Work to complete: Print exactly the lines below between the line holding "bodies become a" and the line holding "Ok(body) => match", inclusive, and nothing more.

Records supplied:
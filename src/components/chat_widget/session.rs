//! Conversation state for the chat widget.
//!
//! A session moves between three states:
//!
//! ```text
//! Closed --open--> Open/Idle --begin_send--> Open/Pending
//!   ^                 |  ^                        |
//!   +------close------+  +---------settle---------+
//! ```
//!
//! Closing keeps the log and the draft; reopening never reseeds the greeting.
//! Sending is split at its only suspension point: [`ChatSession::begin_send`]
//! records the user turn and produces the request, the caller delivers it, and
//! [`ChatSession::settle`] records the outcome. At most one request is in
//! flight because `begin_send` refuses to run while a reply is pending.

use log::warn;
use serde_json::Value;

use super::config::ChatConfig;
use super::reply::{CONNECTION_APOLOGY, UNRECOGNIZED_REPLY, extract_reply};
use super::transport::ChatError;
use super::types::{ChatMessage, ChatRequest};

/// What a keypress in the compose box should do.
#[derive(Clone, Copy, Debug, PartialEq, Eq)]
pub enum KeyAction {
	/// Send the draft and suppress the default newline.
	Send,
	/// Let the browser handle the key.
	Default,
}

/// Enter sends; Shift+Enter composes a multi-line message.
pub fn submit_key_action(key: &str, shift_held: bool) -> KeyAction {
	if key == "Enter" && !shift_held {
		KeyAction::Send
	} else {
		KeyAction::Default
	}
}

/// Client-held chat conversation.
#[derive(Clone, Debug)]
pub struct ChatSession {
	config: ChatConfig,
	messages: Vec<ChatMessage>,
	draft: String,
	open: bool,
	pending: bool,
	status_index: usize,
}

impl ChatSession {
	pub fn new(config: ChatConfig) -> Self {
		Self {
			config,
			messages: Vec::new(),
			draft: String::new(),
			open: false,
			pending: false,
			status_index: 0,
		}
	}

	pub fn config(&self) -> &ChatConfig {
		&self.config
	}

	pub fn messages(&self) -> &[ChatMessage] {
		&self.messages
	}

	pub fn draft(&self) -> &str {
		&self.draft
	}

	pub fn is_open(&self) -> bool {
		self.open
	}

	pub fn is_pending(&self) -> bool {
		self.pending
	}

	/// Show the chat window, greeting the visitor on first open.
	pub fn open(&mut self) {
		self.open = true;
		if self.messages.is_empty() {
			self.messages
				.push(ChatMessage::assistant(self.config.greeting.clone()));
		}
	}

	/// Hide the chat window. Log and draft survive for the next open.
	pub fn close(&mut self) {
		self.open = false;
	}

	pub fn update_draft(&mut self, text: impl Into<String>) {
		self.draft = text.into();
	}

	/// Whether the first-turn suggestions are on offer.
	pub fn show_suggestions(&self) -> bool {
		self.messages.len() <= 1 && self.draft.trim().is_empty()
	}

	pub fn suggestions(&self) -> &[String] {
		&self.config.suggestions
	}

	/// Copy a suggestion into the draft. Ignored once suggestions are withdrawn.
	pub fn select_suggestion(&mut self, text: impl Into<String>) {
		if self.show_suggestions() {
			self.update_draft(text);
		}
	}

	pub fn can_send(&self) -> bool {
		!self.pending && !self.draft.trim().is_empty()
	}

	/// Record the user's turn and build the webhook request for it.
	///
	/// Returns `None` without touching any state when the draft is blank or a
	/// reply is already pending. Otherwise the trimmed draft is appended to the
	/// log, the draft is cleared, the session becomes pending, and the request
	/// carries the trailing history window, which includes the new message.
	pub fn begin_send(&mut self, timestamp: impl Into<String>) -> Option<ChatRequest> {
		if !self.can_send() {
			return None;
		}
		let text = self.draft.trim().to_string();
		self.draft.clear();
		self.messages.push(ChatMessage::user(text.clone()));
		self.pending = true;
		self.status_index = 0;

		Some(ChatRequest::new(&text, timestamp.into(), self.history_window().to_vec()))
	}

	/// Most recent messages, oldest first, bounded by the configured window.
	pub fn history_window(&self) -> &[ChatMessage] {
		let start = self.messages.len().saturating_sub(self.config.history_window);
		&self.messages[start..]
	}

	/// Record the outcome of the request issued by [`Self::begin_send`].
	///
	/// Failures become an apology message; unrecognized bodies become a
	/// generic "trouble processing" message. Either way the session leaves
	/// the pending state and can send again.
	pub fn settle(&mut self, outcome: Result<Value, ChatError>) -> &ChatMessage {
		let content = match outcome {
			Ok(body) => match extract_reply(&body) {
				Some(text) => text.to_string(),
				None => {
					warn!("forge-site: unexpected chat reply shape: {body}");
					UNRECOGNIZED_REPLY.to_string()
				}
			},
			Err(e) => {
				warn!("forge-site: chat request failed: {e}");
				CONNECTION_APOLOGY.to_string()
			}
		};
		self.messages.push(ChatMessage::assistant(content));
		self.pending = false;
		self.status_index = 0;
		&self.messages[self.messages.len() - 1]
	}

	/// Rotating label shown while a reply is pending.
	pub fn status_label(&self) -> Option<&str> {
		if !self.pending {
			return None;
		}
		let phrases = &self.config.status_phrases;
		phrases
			.get(self.status_index % phrases.len().max(1))
			.map(String::as_str)
	}

	/// Move the pending label to the next phrase, wrapping at the end.
	pub fn advance_status(&mut self) {
		if self.pending && !self.config.status_phrases.is_empty() {
			self.status_index = (self.status_index + 1) % self.config.status_phrases.len();
		}
	}
}

#[cfg(test)]
mod tests {
	use std::cell::Cell;

	use futures::executor::block_on;
	use serde_json::json;

	use super::super::transport::ChatTransport;
	use super::super::types::Role;
	use super::*;

	const TS: &str = "2026-10-19T09:30:00.000Z";

	fn session() -> ChatSession {
		ChatSession::new(ChatConfig::default())
	}

	fn sent(session: &mut ChatSession, text: &str) -> ChatRequest {
		session.update_draft(text);
		session.begin_send(TS).expect("draft should be sendable")
	}

	/// Transport double that answers with a canned outcome and counts calls.
	struct MockTransport {
		reply: fn() -> Result<Value, ChatError>,
		calls: Cell<usize>,
	}

	impl MockTransport {
		fn new(reply: fn() -> Result<Value, ChatError>) -> Self {
			Self {
				reply,
				calls: Cell::new(0),
			}
		}
	}

	impl ChatTransport for MockTransport {
		async fn send(&self, _request: &ChatRequest) -> Result<Value, ChatError> {
			self.calls.set(self.calls.get() + 1);
			(self.reply)()
		}
	}

	/// The widget's send flow with the browser bits stripped out.
	async fn send_turn(session: &mut ChatSession, transport: &impl ChatTransport) {
		let Some(request) = session.begin_send(TS) else {
			return;
		};
		let outcome = transport.send(&request).await;
		session.settle(outcome);
	}

	#[test]
	fn first_open_seeds_greeting_once() {
		let mut s = session();
		assert!(!s.is_open());
		s.open();
		assert!(s.is_open());
		assert_eq!(s.messages().len(), 1);
		assert_eq!(s.messages()[0].role, Role::Assistant);
		assert_eq!(s.messages()[0].content, ChatConfig::default().greeting);

		s.open();
		assert_eq!(s.messages().len(), 1);
	}

	#[test]
	fn close_keeps_log_and_draft() {
		let mut s = session();
		s.open();
		s.update_draft("half-written");
		s.close();
		assert!(!s.is_open());
		assert_eq!(s.draft(), "half-written");

		s.open();
		assert_eq!(s.messages().len(), 1);
		assert_eq!(s.draft(), "half-written");
	}

	#[test]
	fn blank_draft_is_not_sent() {
		let mut s = session();
		s.open();
		for draft in ["", "   ", "\n\t "] {
			s.update_draft(draft);
			assert!(!s.can_send());
			assert!(s.begin_send(TS).is_none());
			assert_eq!(s.messages().len(), 1);
			assert!(!s.is_pending());
		}
	}

	#[test]
	fn begin_send_records_trimmed_turn() {
		let mut s = session();
		s.open();
		let request = sent(&mut s, "  Do you build chatbots?  \n");

		assert_eq!(request.query, "Do you build chatbots?");
		assert_eq!(request.message, "Do you build chatbots?");
		assert_eq!(request.timestamp, TS);
		assert_eq!(s.draft(), "");
		assert!(s.is_pending());
		assert_eq!(s.messages().last(), Some(&ChatMessage::user("Do you build chatbots?")));
		// The window already contains the message being sent.
		assert_eq!(request.conversation_history, s.messages());
	}

	#[test]
	fn send_while_pending_is_rejected() {
		let mut s = session();
		s.open();
		sent(&mut s, "first");
		let log_len = s.messages().len();

		s.update_draft("second");
		assert!(!s.can_send());
		assert!(s.begin_send(TS).is_none());
		assert_eq!(s.messages().len(), log_len);
		assert_eq!(s.draft(), "second");
	}

	#[test]
	fn rapid_double_send_dispatches_once() {
		let mut s = session();
		let transport = MockTransport::new(|| Ok(json!({ "text": "ok" })));
		s.open();
		s.update_draft("hello");

		let first = s.begin_send(TS);
		let second = s.begin_send(TS);
		assert!(first.is_some());
		assert!(second.is_none());

		for request in [first, second].into_iter().flatten() {
			let outcome = block_on(transport.send(&request));
			s.settle(outcome);
		}
		assert_eq!(transport.calls.get(), 1);
		assert_eq!(s.messages().len(), 3);
	}

	#[test]
	fn array_reply_is_appended() {
		let mut s = session();
		let transport = MockTransport::new(|| Ok(json!([{ "text": "hello" }])));
		s.open();
		s.update_draft("hi");
		block_on(send_turn(&mut s, &transport));

		assert_eq!(s.messages().last(), Some(&ChatMessage::assistant("hello")));
		assert!(!s.is_pending());
	}

	#[test]
	fn ai_response_reply_is_appended() {
		let mut s = session();
		let transport = MockTransport::new(|| Ok(json!({ "aiResponse": "hi there" })));
		s.open();
		s.update_draft("hi");
		block_on(send_turn(&mut s, &transport));

		assert_eq!(s.messages().last().unwrap().content, "hi there");
	}

	#[test]
	fn unknown_reply_shape_gets_fallback() {
		let mut s = session();
		let transport = MockTransport::new(|| Ok(json!({ "output": "???" })));
		s.open();
		s.update_draft("hi");
		block_on(send_turn(&mut s, &transport));

		assert_eq!(s.messages().last(), Some(&ChatMessage::assistant(UNRECOGNIZED_REPLY)));
		assert!(!s.is_pending());
	}

	#[test]
	fn network_failure_becomes_apology() {
		let mut s = session();
		let transport =
			MockTransport::new(|| Err(ChatError::Network("connection refused".into())));
		s.open();
		s.update_draft("hi");
		block_on(send_turn(&mut s, &transport));

		assert_eq!(s.messages().last(), Some(&ChatMessage::assistant(CONNECTION_APOLOGY)));
		assert!(!s.is_pending());
		assert!(s.status_label().is_none());

		// The session stays usable after a failure.
		s.update_draft("retry");
		assert!(s.can_send());
	}

	#[test]
	fn decode_and_timeout_failures_become_apology() {
		for error in [ChatError::Decode("expected value".into()), ChatError::Timeout(30_000)] {
			let mut s = session();
			s.open();
			sent(&mut s, "hi");
			let reply = s.settle(Err(error));
			assert_eq!(reply.content, CONNECTION_APOLOGY);
			assert!(!s.is_pending());
		}
	}

	#[test]
	fn history_window_is_bounded_and_ordered() {
		let mut s = session();
		s.open();
		let mut last_request = None;
		for turn in 0..50 {
			let request = sent(&mut s, &format!("question {turn}"));
			assert!(request.conversation_history.len() <= 10);
			s.settle(Ok(json!({ "text": format!("answer {turn}") })));
			last_request = Some(request);
		}

		let request = last_request.unwrap();
		let log = s.messages();
		// Window was cut before the final answer arrived.
		assert_eq!(request.conversation_history, log[log.len() - 11..log.len() - 1]);
		assert_eq!(
			request.conversation_history.last(),
			Some(&ChatMessage::user("question 49"))
		);
		assert_eq!(
			request.conversation_history.first(),
			Some(&ChatMessage::assistant("answer 44"))
		);
	}

	#[test]
	fn suggestions_offered_only_for_first_turn() {
		let mut s = session();
		s.open();
		assert!(s.show_suggestions());
		assert_eq!(s.suggestions().len(), 3);

		let suggestion = s.suggestions()[1].clone();
		s.select_suggestion(suggestion.clone());
		assert_eq!(s.draft(), suggestion);
		assert!(!s.show_suggestions());

		s.begin_send(TS);
		s.settle(Ok(json!({ "text": "sure" })));
		assert!(!s.show_suggestions());

		s.select_suggestion("ignored");
		assert_eq!(s.draft(), "");
	}

	#[test]
	fn status_label_rotates_only_while_pending() {
		let mut s = session();
		let phrases = s.config().status_phrases.clone();
		s.open();
		assert!(s.status_label().is_none());
		s.advance_status();
		assert!(s.status_label().is_none());

		sent(&mut s, "hi");
		assert_eq!(s.status_label(), Some(phrases[0].as_str()));
		for expected in phrases.iter().skip(1).chain(phrases.first()) {
			s.advance_status();
			assert_eq!(s.status_label(), Some(expected.as_str()));
		}

		s.settle(Ok(json!({ "text": "done" })));
		assert!(s.status_label().is_none());

		// A new request starts from the first phrase again.
		sent(&mut s, "again");
		assert_eq!(s.status_label(), Some(phrases[0].as_str()));
	}

	#[test]
	fn empty_phrase_list_has_no_label() {
		let mut s = ChatSession::new(ChatConfig {
			status_phrases: Vec::new(),
			..ChatConfig::default()
		});
		s.open();
		sent(&mut s, "hi");
		s.advance_status();
		assert!(s.status_label().is_none());
	}

	#[test]
	fn custom_window_size_is_honored() {
		let mut s = ChatSession::new(ChatConfig {
			history_window: 2,
			..ChatConfig::default()
		});
		s.open();
		let request = sent(&mut s, "one");
		assert_eq!(request.conversation_history.len(), 2);
		assert_eq!(request.conversation_history[0].role, Role::Assistant);
	}

	#[test]
	fn enter_sends_and_shift_enter_composes() {
		assert_eq!(submit_key_action("Enter", false), KeyAction::Send);
		assert_eq!(submit_key_action("Enter", true), KeyAction::Default);
		assert_eq!(submit_key_action("a", false), KeyAction::Default);
	}
}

Your solution:
	/// Failures become an apology message; unrecognized bodies become a
	/// generic "trouble processing" message. Either way the session leaves
	/// the pending state and can send again.
	pub fn settle(&mut self, outcome: Result<Value, ChatError>) -> &ChatMessage {
		let content = match outcome {
			Ok(body) => match extract_reply(&body) {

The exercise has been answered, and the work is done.